Updated: May 19, 2021
Sometimes when we lose someone, whether by ending a toxic relationship, or when they die without a chance to remedy unresolved conflicts or betrayals, the process of grief can be complicated. We may feel abandoned all over again, angry that we could not get the justice or the closure that we deserved, or confused by our feelings of profound sadness and isolation. As we are approached with condolences and hear the kind words often spoken about those who have passed, we can also feel unheard, invisible, or misunderstood, as if the person they are describing could never have caused us harm. This can bring on guilt and shame for not being able to celebrate the good things about the person as much as others, remembering the deceased with bitterness revival and continued yearnings for the intimacy that could not be achieved without trust. When the loss was accompanied by a traumatic scene, we may not only experience profound loss, but may be distressed by reliving the experience in our bodies and minds, exhausted by what our neurological system responded to as an existential threat.

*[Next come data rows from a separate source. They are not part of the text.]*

use parquet::arrow::arrow_reader::ArrowReaderBuilder;

/// Options for reading GeoParquet into a [`GeoTable`][crate::GeoTable]
#[derive(Clone, Debug, Default)]
pub struct GeoParquetReaderOptions {
    /// The number of rows in each batch. If not provided, the upstream [parquet] default is 1024.
    batch_size: Option<usize>,

    row_groups: Option<Vec<usize>>,

    /// See [parquet::arrow::arrow_reader::ArrowReaderBuilder::with_limit]
    limit: Option<usize>,

    /// See [parquet::arrow::arrow_reader::ArrowReaderBuilder::with_offset]
    offset: Option<usize>,
}

impl GeoParquetReaderOptions {
    /// Set the size of [RecordBatch][arrow_array::RecordBatch] to produce.
    ///
    /// Defaults to 1024. If the batch_size more than the file row count, use the file row count.
    pub fn with_batch_size(self, batch_size: usize) -> Self {
        Self {
            batch_size: Some(batch_size),
            ..self
        }
    }

    /// Only read data from the provided row group indexes
    pub fn with_row_groups(self, row_groups: Vec<usize>) -> Self {
        Self {
            row_groups: Some(row_groups),
            ..self
        }
    }

    /// Provide a limit to the number of rows to be read
    pub fn with_limit(self, limit: usize) -> Self {
        Self {
            limit: Some(limit),
            ..self
        }
    }

    /// Provide an offset to skip over the given number of rows
    pub fn with_offset(self, offset: usize) -> Self {
        Self {
            offset: Some(offset),
            ..self
        }
    }

    /// Apply these settings to an [ArrowReaderBuilder]
    pub(crate) fn apply_to_builder<T>(
        self,
        mut builder: ArrowReaderBuilder<T>,
    ) -> ArrowReaderBuilder<T> {
        if let Some(batch_size) = self.batch_size {
            builder = builder.with_batch_size(batch_size);
        }

        if let Some(row_groups) = self.row_groups {
            builder = builder.with_row_groups(row_groups);
        }

        if let Some(limit) = self.limit {
            builder = builder.with_limit(limit);
        }

        if let Some(offset) = self.offset {
            builder = builder.with_offset(offset);
        }

        builder
    }
}
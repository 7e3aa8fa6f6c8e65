//! Encode attribute columns as GeoJSON feature properties.

use std::sync::Arc;

use arrow_array::cast::AsArray;
use arrow_array::{Array, ArrayRef, RecordBatch, StringArray};
use arrow_json::writer::{JsonArray, WriterBuilder};
use arrow_schema::{DataType, Field, Schema};
use geojson::JsonObject;

use crate::error::Result;

/// The properties object of every row in `batch`, leaving out the geometry column.
///
/// Values are encoded by `arrow_json`, so nested lists and structs become JSON arrays and
/// objects, non-finite floats become `null` and temporal values become strings. Binary columns
/// are written as lowercase hex.
pub(crate) fn encode_properties(
    batch: &RecordBatch,
    geometry_column_index: usize,
) -> Result<Vec<JsonObject>> {
    let schema = batch.schema();
    let mut fields = Vec::with_capacity(schema.fields().len());
    let mut columns = Vec::with_capacity(schema.fields().len());
    for (column_idx, (field, array)) in schema.fields().iter().zip(batch.columns()).enumerate() {
        // Don't include geometry column in properties
        if column_idx == geometry_column_index {
            continue;
        }
        match binary_to_hex(array.as_ref()) {
            Some(hex) => {
                fields.push(Field::new(field.name(), DataType::Utf8, field.is_nullable()));
                columns.push(hex);
            }
            None => {
                fields.push(field.as_ref().clone());
                columns.push(array.clone());
            }
        }
    }

    if columns.is_empty() {
        return Ok(vec![JsonObject::new(); batch.num_rows()]);
    }

    let properties = RecordBatch::try_new(Arc::new(Schema::new(fields)), columns)?;
    let mut writer = WriterBuilder::new()
        .with_explicit_nulls(true)
        .build::<_, JsonArray>(Vec::new());
    writer.write(&properties)?;
    writer.finish()?;
    Ok(serde_json::from_slice(&writer.into_inner())?)
}

fn binary_to_hex(array: &dyn Array) -> Option<ArrayRef> {
    let hex: StringArray = match array.data_type() {
        DataType::Binary => array
            .as_binary::<i32>()
            .iter()
            .map(|v| v.map(hex::encode))
            .collect(),
        DataType::LargeBinary => array
            .as_binary::<i64>()
            .iter()
            .map(|v| v.map(hex::encode))
            .collect(),
        DataType::FixedSizeBinary(_) => array
            .as_fixed_size_binary()
            .iter()
            .map(|v| v.map(hex::encode))
            .collect(),
        _ => return None,
    };
    Some(Arc::new(hex))
}
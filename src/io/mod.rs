//! Reading GeoParquet and writing GeoJSON.

pub mod geojson;
pub mod parquet;
//! Read the [GeoParquet](https://github.com/opengeospatial/geoparquet) format.

mod metadata;
mod options;
mod reader;

pub use metadata::{
    GeoParquetColumnEncoding, GeoParquetColumnMetadata, GeoParquetGeometryType,
    GeoParquetMetadata, GEO_METADATA_KEY,
};
pub use options::GeoParquetReaderOptions;
pub use reader::read_geoparquet;
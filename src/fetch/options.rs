use std::path::PathBuf;
use std::time::Duration;

/// Where the remote maps are hosted.
pub const DEFAULT_BASE_URL: &str = "https://raw.githubusercontent.com/stefur/swemaps-data/main/files/";

/// Default limit for establishing a connection.
const DEFAULT_CONNECT_TIMEOUT: Duration = Duration::from_secs(30);

/// Cache sub-directory used for development builds.
const DEV_VERSION_DIR: &str = "main";

/// Options for a [`Fetcher`][super::Fetcher]
#[derive(Clone, Debug)]
pub struct FetcherOptions {
    /// URL that registry file names are appended to.
    pub(crate) base_url: String,

    /// Root of the download cache. Defaults to `<OS cache dir>/swemaps-data`.
    pub(crate) cache_dir: PathBuf,

    /// Cache sub-directory, so that each release keeps its own copy of the data.
    pub(crate) version: String,

    /// Limit for establishing a connection.
    pub(crate) connect_timeout: Duration,

    /// Limit for a whole download, body included. No limit by default.
    pub(crate) timeout: Option<Duration>,
}

impl Default for FetcherOptions {
    fn default() -> Self {
        let cache_dir = dirs::cache_dir()
            .unwrap_or_else(|| PathBuf::from("."))
            .join("swemaps-data");

        Self {
            base_url: DEFAULT_BASE_URL.to_string(),
            cache_dir,
            version: version_dir(env!("CARGO_PKG_VERSION")),
            connect_timeout: DEFAULT_CONNECT_TIMEOUT,
            timeout: None,
        }
    }
}

impl FetcherOptions {
    /// Download from a different host. A trailing `/` is added when missing.
    pub fn with_base_url(self, base_url: impl Into<String>) -> Self {
        let mut base_url = base_url.into();
        if !base_url.ends_with('/') {
            base_url.push('/');
        }
        Self { base_url, ..self }
    }

    /// Use a different cache root.
    pub fn with_cache_dir(self, cache_dir: impl Into<PathBuf>) -> Self {
        Self {
            cache_dir: cache_dir.into(),
            ..self
        }
    }

    /// Use a different versioned cache sub-directory.
    pub fn with_version(self, version: &str) -> Self {
        Self {
            version: version_dir(version),
            ..self
        }
    }

    /// Give up when no connection is established within `connect_timeout`.
    pub fn with_connect_timeout(self, connect_timeout: Duration) -> Self {
        Self {
            connect_timeout,
            ..self
        }
    }

    /// Bound the total time of each download.
    pub fn with_timeout(self, timeout: Duration) -> Self {
        Self {
            timeout: Some(timeout),
            ..self
        }
    }

    pub fn base_url(&self) -> &str {
        &self.base_url
    }

    pub fn cache_dir(&self) -> &PathBuf {
        &self.cache_dir
    }

    pub fn version(&self) -> &str {
        &self.version
    }

    pub fn connect_timeout(&self) -> Duration {
        self.connect_timeout
    }

    pub fn timeout(&self) -> Option<Duration> {
        self.timeout
    }
}

/// Development versions (a `dev` pre-release or any build metadata) share one cache directory.
fn version_dir(version: &str) -> String {
    let is_dev = version.contains('+')
        || version
            .split_once('-')
            .map(|(_, pre)| pre.contains("dev"))
            .unwrap_or(false);
    if is_dev {
        DEV_VERSION_DIR.to_string()
    } else {
        version.to_string()
    }
}
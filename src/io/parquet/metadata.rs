use std::collections::{HashMap, HashSet};

use crate::error::{Result, SwemapsError};

use arrow_schema::Schema;
use parquet::file::metadata::FileMetaData;
use serde::{Deserialize, Serialize};
use serde_json::Value;

/// The key under which GeoParquet stores its JSON metadata document.
pub const GEO_METADATA_KEY: &str = "geo";

/// GeoParquet `major.minor` versions this crate knows how to read.
const SUPPORTED_VERSIONS: [(u64, u64); 2] = [(1, 0), (1, 1)];

/// The encoding of a geometry column as declared in the GeoParquet metadata.
#[derive(Debug, Clone, Copy, Serialize, Deserialize, PartialEq, Eq)]
#[allow(clippy::upper_case_acronyms)]
pub enum GeoParquetColumnEncoding {
    #[serde(alias = "wkb")]
    WKB,
    #[serde(rename = "point")]
    Point,
    #[serde(rename = "linestring")]
    LineString,
    #[serde(rename = "polygon")]
    Polygon,
    #[serde(rename = "multipoint")]
    MultiPoint,
    #[serde(rename = "multilinestring")]
    MultiLineString,
    #[serde(rename = "multipolygon")]
    MultiPolygon,
}

/// Geometry types that may be listed in GeoParquet 1.1 column metadata
#[derive(Debug, Clone, Copy, Hash, PartialEq, Eq, Serialize, Deserialize)]
pub enum GeoParquetGeometryType {
    Point,
    LineString,
    Polygon,
    MultiPoint,
    MultiLineString,
    MultiPolygon,
    GeometryCollection,
    #[serde(rename = "Point Z")]
    PointZ,
    #[serde(rename = "LineString Z")]
    LineStringZ,
    #[serde(rename = "Polygon Z")]
    PolygonZ,
    #[serde(rename = "MultiPoint Z")]
    MultiPointZ,
    #[serde(rename = "MultiLineString Z")]
    MultiLineStringZ,
    #[serde(rename = "MultiPolygon Z")]
    MultiPolygonZ,
    #[serde(rename = "GeometryCollection Z")]
    GeometryCollectionZ,
}

#[derive(Deserialize)]
struct Versioned {
    version: String,
}

/// Top-level GeoParquet file metadata
#[derive(Clone, Debug, Serialize, Deserialize)]
pub struct GeoParquetMetadata {
    /// The version identifier for the GeoParquet specification.
    pub version: String,

    /// The name of the "primary" geometry column. In cases where a GeoParquet file contains
    /// multiple geometry columns, the primary geometry may be used by default in geospatial
    /// operations.
    pub primary_column: String,

    /// Metadata about geometry columns. Each key is the name of a geometry column in the table.
    pub columns: HashMap<String, GeoParquetColumnMetadata>,
}

/// GeoParquet column metadata
#[derive(Clone, Debug, Serialize, Deserialize)]
pub struct GeoParquetColumnMetadata {
    /// Name of the geometry encoding format. As of GeoParquet 1.1, `"WKB"`, `"point"`,
    /// `"linestring"`, `"polygon"`, `"multipoint"`, `"multilinestring"`, and `"multipolygon"` are
    /// supported.
    pub encoding: GeoParquetColumnEncoding,

    /// The geometry types of all geometries, or an empty array if they are not known.
    pub geometry_types: HashSet<GeoParquetGeometryType>,

    /// [PROJJSON](https://proj.org/specifications/projjson.html) object representing the
    /// Coordinate Reference System (CRS) of the geometry. If the field is not provided, the
    /// default CRS is [OGC:CRS84](https://www.opengis.net/def/crs/OGC/1.3/CRS84).
    #[serde(skip_serializing_if = "Option::is_none")]
    pub crs: Option<Value>,

    /// Winding order of exterior ring of polygons.
    #[serde(skip_serializing_if = "Option::is_none")]
    pub orientation: Option<String>,

    /// Name of the coordinate system for the edges. Must be one of `"planar"` or `"spherical"`.
    #[serde(skip_serializing_if = "Option::is_none")]
    pub edges: Option<String>,

    /// Bounding Box of the geometries in the file, formatted according to RFC 7946, section 5.
    #[serde(skip_serializing_if = "Option::is_none")]
    pub bbox: Option<Vec<f64>>,

    /// Coordinate epoch in case of a dynamic CRS, expressed as a decimal year.
    #[serde(skip_serializing_if = "Option::is_none")]
    pub epoch: Option<f64>,

    /// Object containing bounding box column names to help accelerate spatial data retrieval
    #[serde(skip_serializing_if = "Option::is_none")]
    pub covering: Option<HashMap<String, Value>>,
}

impl GeoParquetMetadata {
    /// Parse and validate a `geo` JSON document.
    ///
    /// Fails with [`SwemapsError::InvalidMetadata`] when the document is not valid GeoParquet
    /// metadata and with [`SwemapsError::UnsupportedVersion`] when it declares a version this
    /// crate cannot read.
    pub fn try_from_json(value: &str) -> Result<Self> {
        // Documents of other versions may not match this model, so the version goes first
        let Versioned { version } = serde_json::from_str(value)
            .map_err(|err| SwemapsError::InvalidMetadata(err.to_string()))?;
        check_version(&version)?;

        let meta: Self = serde_json::from_str(value)
            .map_err(|err| SwemapsError::InvalidMetadata(err.to_string()))?;
        meta.validate()?;
        Ok(meta)
    }

    /// Construct a [`GeoParquetMetadata`] from Parquet [`FileMetaData`]
    pub fn from_parquet_meta(metadata: &FileMetaData) -> Result<Self> {
        let kv_metadata = metadata.key_value_metadata();

        if let Some(metadata) = kv_metadata {
            for kv in metadata {
                if kv.key == GEO_METADATA_KEY {
                    if let Some(value) = &kv.value {
                        return Self::try_from_json(value);
                    }
                }
            }
        }

        Err(SwemapsError::InvalidMetadata(
            "expected a 'geo' key in GeoParquet metadata".to_string(),
        ))
    }

    /// Read the `geo` metadata attached to an Arrow schema, if any.
    ///
    /// Arrow schemas read from GeoParquet carry the Parquet key-value metadata along, so this
    /// returns `Ok(None)` only for tables that never had GeoParquet metadata.
    pub fn from_schema(schema: &Schema) -> Result<Option<Self>> {
        schema
            .metadata()
            .get(GEO_METADATA_KEY)
            .map(|value| Self::try_from_json(value))
            .transpose()
    }

    fn validate(&self) -> Result<()> {
        if !self.columns.contains_key(&self.primary_column) {
            return Err(SwemapsError::InvalidMetadata(format!(
                "Expected {} in GeoParquet column metadata",
                &self.primary_column
            )));
        }
        Ok(())
    }
}

/// Accept `1.0.x` and `1.1.x`, including pre-releases such as `1.0.0-beta.1`.
fn check_version(version: &str) -> Result<()> {
    let unsupported = || SwemapsError::UnsupportedVersion {
        version: version.to_string(),
    };

    let release = version.split(['-', '+']).next().unwrap_or_default();
    let mut parts = release.split('.').map(str::parse::<u64>);
    let (Some(Ok(major)), Some(Ok(minor))) = (parts.next(), parts.next()) else {
        return Err(unsupported());
    };
    if !parts.all(|part| part.is_ok()) {
        return Err(unsupported());
    }

    if SUPPORTED_VERSIONS.contains(&(major, minor)) {
        Ok(())
    } else {
        Err(unsupported())
    }
}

When complicated grief hits us, it is first important to step away from ourselves a bit, and simply take note of our thoughts and behaviors. This sort of intellectualizing, though leaving us stuck with our emotions in the long run, can help us gain and maintain the ability to choose when and where we weep, scream, or yell- expressing emotions that are perfectly natural in this situation, yet often discouraged. Just as we care for a deep flesh wound by debriding and packing and covering it with treated materials, emotional wounds require thoughtful care.
Despite being a rather normal emotional response, most complicated grief requires both trauma informed and grief therapy. We need to unpack and disarm the psychological weapons that we use against ourselves, revealed through an analysis of self-talk and unhealthy habits or interpersonal tensions. Once we do engage in therapy, the weight of complicated grief is lifted, resulting in a surge of energy, focus, and empowerment to turn our tragedies into triumphs.